On 13/05/2009, at 5:02 PM, Joep Beckeringh wrote:
Alas, the attention key handling key program does not inherit the
adopted
authority.
That would explain it.
While that in itself makes sense, I would have expected to see that
in the
call stack. When a user presses the attention key, program QWTSEATN
enters
the call stack, before the attention key handling program. I would
have
expected QWTSEATN to have USEADPAUT(*NO), but it has *YES.
There are really six states for adopted authority:
1) Use adopted authority from higher in the stack.
2) Don't use adopted authority.
3) Propagate adopted authority to lower in the stack.
4) Don't propagate adopted authority.
5) Suppress adopted authority from higher in the stack.
6) Don't suppress adopted authority.
In general, IBM exit points (including Attn key processing) suppress
adopted authority at the point of calling a user exit so while
QWTSEATN itself may use existing adopted authority (USEADPAUT(*YES))
it will not propagate that authority to anything it calls (i..e, the
real exit program) even if that called program has USEADPAUT(*YES).
Although CALLX and XCTL allow this to be specified on the call itself
MODINVAU will do it for the current invocation. Note that suppressing
only affects any existing adopted authority from programs higher in
the call stack.

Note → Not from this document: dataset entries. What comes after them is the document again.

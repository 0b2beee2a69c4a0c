//! API layer - HTTP endpoints and middleware

pub mod admin;
pub mod health;
pub mod middleware;
pub mod router;
pub mod state;
pub mod types;
pub mod v1;

pub use router::create_router_with_state;
pub use state::{AnswerServiceTrait, AppState, IndexServiceTrait};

It does not preclude a lower program from adopting and
propagating its own authority.
Although CALLX, XCTL, and MODINVAU give the caller the ability to
choose to suppress adopted authority none of the system interfaces
(e.g., DSPPGM, CHGPGM) expose the suppress authority attribute in the
program object itself. I have, for a long time, wanted that ability.
The program architecture supports it, I can patch a program to set it,
but I do not have a supported way of viewing or setting the attribute.
Search the archives for "propagate authority" and you'll find a
discussion on this topic (and even an append where I learned something).
Regards,
Simon Coulter.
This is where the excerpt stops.